An inode/mount-point is a subclass of inode/directory. It can be useful when adding extra actions for these directories, such as 'mount' or 'eject'. Mounted directories can be detected by comparing the 'st_dev' of a directory with that of its parent. If they differ, they are from different devices and the directory is a mount point.

2.14. Content types for volumes

Traditional MIME types apply to individual files or bytestreams. It is often useful to apply the same methodologies when classifying the content of mountable volumes or filesystems. The x-content type has been introduced for this purpose. Typical examples are x-content/audio-dvd, x-content/blank-cd or x-content/image-dcf.

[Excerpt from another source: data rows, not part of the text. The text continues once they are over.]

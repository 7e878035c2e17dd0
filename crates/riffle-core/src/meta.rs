//! Core identity.

use std::fmt;

use serde::{Deserialize, Serialize};

/// Identifier of a mirror processing unit (a replica group).
#[derive(Debug, Clone, Copy, PartialEq, Eq, PartialOrd, Ord, Hash, Serialize, Deserialize)]
pub struct MpuId(
    /// Numeric id.
    pub u64,
);

/// Identifier of one core within an MPU.
#[derive(Debug, Clone, Copy, PartialEq, Eq, PartialOrd, Ord, Hash, Serialize, Deserialize)]
pub struct CoreId(
    /// Numeric id.
    pub u64,
);

/// Network location of a core, `host:port`.
#[derive(Debug, Clone, PartialEq, Eq, Hash, Serialize, Deserialize)]
pub struct Location {
    /// Host name or address.
    pub host: String,
    /// TCP port of the core's replication endpoint.
    pub port: u16,
}

impl Location {
    /// Creates a location.
    #[must_use]
    pub fn new(host: impl Into<String>, port: u16) -> Self {
        Self {
            host: host.into(),
            port,
        }
    }
}

impl fmt::Display for Location {
    fn fmt(&self, f: &mut fmt::Formatter<'_>) -> fmt::Result {
        write!(f, "{}:{}", self.host, self.port)
    }
}

/// Identity of one core: which MPU it belongs to, which member it is,
/// a human-readable label (used for thread and span names), and where its
/// replication endpoint listens.
#[derive(Debug, Clone, PartialEq, Eq, Serialize, Deserialize)]
pub struct CoreMeta {
    /// Replica group id.
    pub mpu_id: MpuId,
    /// Member id within the group.
    pub core_id: CoreId,
    /// Human-readable label.
    pub label: String,
    /// Replication endpoint.
    pub location: Location,
}

impl CoreMeta {
    /// Creates a core identity.
    #[must_use]
    pub fn new(mpu_id: MpuId, core_id: CoreId, label: impl Into<String>, location: Location) -> Self {
        Self {
            mpu_id,
            core_id,
            label: label.into(),
            location,
        }
    }
}

impl fmt::Display for CoreMeta {
    fn fmt(&self, f: &mut fmt::Formatter<'_>) -> fmt::Result {
        write!(f, "{}[{}/{}]@{}", self.label, self.mpu_id.0, self.core_id.0, self.location)
    }
}
//! Standalone Riffle core server.
//!
//! Opens one storage core and serves its replication endpoint. Useful for
//! running a follower that primaries can transfer snapshots to, and as the
//! smallest deployable unit for manual testing.

use std::path::PathBuf;
use std::sync::Arc;

use anyhow::{Context, Result};
use clap::Parser;
use tracing::info;
use tracing_subscriber::{layer::SubscriberExt, util::SubscriberInitExt};

use riffle_core::{CoreId, CoreMeta, CoreOptions, Location, MpuId, NoTransport, StorageCore};
use riffle_net::CoreServer;

/// Riffle - replicated per-core storage engine
#[derive(Parser, Debug)]
#[command(author, version, about, long_about = None)]
struct Args {
    /// Core root directory
    #[arg(long)]
    root: PathBuf,

    /// Replica group id
    #[arg(long, default_value_t = 1)]
    mpu: u64,

    /// Core id within the group
    #[arg(long, default_value_t = 1)]
    core: u64,

    /// Core label (names threads and log spans)
    #[arg(long, default_value = "riffle-core")]
    label: String,

    /// Bind address for the replication endpoint
    #[arg(long, default_value = "127.0.0.1:7420")]
    bind: String,

    /// TTL for user data in seconds (0 disables)
    #[arg(long, default_value_t = 0)]
    ttl_seconds: i64,

    /// Fsync every atomic batch
    #[arg(long)]
    sync_writes: bool,

    /// Use full-copy backups instead of hard-link checkpoints
    #[arg(long)]
    full_backups: bool,

    /// Periodically log approximate count/size
    #[arg(long)]
    statistics: bool,

    /// Statistics interval in seconds
    #[arg(long, default_value_t = 600)]
    statistics_interval: u64,

    /// Optional JSON tuning file for the data store engine
    #[arg(long)]
    db_options_file: Option<PathBuf>,

    /// Optional JSON tuning file for the instruction log engine
    #[arg(long)]
    log_options_file: Option<PathBuf>,

    /// Log level
    #[arg(long, default_value = "info")]
    log_level: String,
}

#[tokio::main]
async fn main() -> Result<()> {
    let args = Args::parse();

    tracing_subscriber::registry()
        .with(
            tracing_subscriber::EnvFilter::try_from_default_env()
                .unwrap_or_else(|_| format!("riffle={}", args.log_level).into()),
        )
        .with(tracing_subscriber::fmt::layer())
        .init();

    info!("Starting Riffle core server");
    info!("Version: {}", env!("CARGO_PKG_VERSION"));

    let bind: std::net::SocketAddr = args
        .bind
        .parse()
        .with_context(|| format!("invalid bind address '{}'", args.bind))?;

    let meta = CoreMeta::new(
        MpuId(args.mpu),
        CoreId(args.core),
        args.label.clone(),
        Location::new(bind.ip().to_string(), bind.port()),
    );
    let options = CoreOptions {
        db_path: args.root.clone(),
        ttl_seconds: args.ttl_seconds,
        sync_writes: args.sync_writes,
        fast_snapshot: !args.full_backups,
        open_statistics_collector: args.statistics,
        statistics_callback_interval_seconds: args.statistics_interval,
        db_options_file: args.db_options_file.clone(),
        log_options_file: args.log_options_file.clone(),
    };

    let core = tokio::task::spawn_blocking(move || {
        StorageCore::open(meta, options, Arc::new(NoTransport))
    })
    .await?
    .context("opening storage core")?;

    // TTL reclamation depends on compaction, so schedule it hourly.
    if args.ttl_seconds > 0 {
        let compact_core = Arc::clone(&core);
        tokio::spawn(async move {
            let mut ticker = tokio::time::interval(std::time::Duration::from_secs(60 * 60));
            ticker.tick().await;
            loop {
                ticker.tick().await;
                let core = Arc::clone(&compact_core);
                let outcome = tokio::task::spawn_blocking(move || core.compact()).await;
                if let Ok(Err(e)) = outcome {
                    tracing::error!(error = %e, "scheduled compaction failed");
                }
            }
        });
    }

    let listener = tokio::net::TcpListener::bind(bind)
        .await
        .with_context(|| format!("binding {bind}"))?;
    let server = CoreServer::new([Arc::clone(&core)]);
    let result = server.serve(listener).await;

    tokio::task::spawn_blocking(move || core.destroy()).await??;
    result.context("replication endpoint failed")
}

Matching of content types works with treemagic elements, which are analogous to the magic elements used for MIME type matching. Instead of looking for byte sequences in files, treemagic elements allow to look for files with certain names, permissions or mime types in a directory hierarchy.

2.15. URI scheme handlers

URI scheme handling (such as a movie player handling mms:// URIs, or a Podcast program handling feed:// URIs) are handled through applications handling the x-scheme-handler/foo mime-type, where foo is the URI scheme in question.

This scheme allows URI scheme handling to enjoy the same benefits as mime-type handlers, such as the ability to change the default handler, the cross-desktop support, and easier application launching.

Note that this virtual mime-type is not for listing URI schemes that an application can load files from. For example, a movie player would not list x-scheme-handler/http in its supported mime-types, but it would list x-scheme-handler/rtsp if it supported playing back from RTSP locations.

2.16. Security implications

The system described in this document is intended to allow different programs to see the same file as having the same type. This is to help interoperability. The type determined in this way is only a guess, and an application MUST NOT trust a file based simply on its MIME type. For example, a downloader should not pass a file directly to a launcher application without confirmation simply because the type looks `harmless' (eg, text/plain).

Do not rely on two applications getting the same type for the same file, even if they both use this system. The spec allows some leeway in implementation, and in any case the programs may be following different versions of the spec.

2.17. User modification

The MIME database is NOT intended to store user preferences. Users should never edit the database. If they wish to make corrections or provide MIME entries for software that doesn't provide these itself, they should do so by means of the Override.xml mentioned in Section 2.1. Information such as "text/html files need to be opened with Mozilla" should NOT go in the database.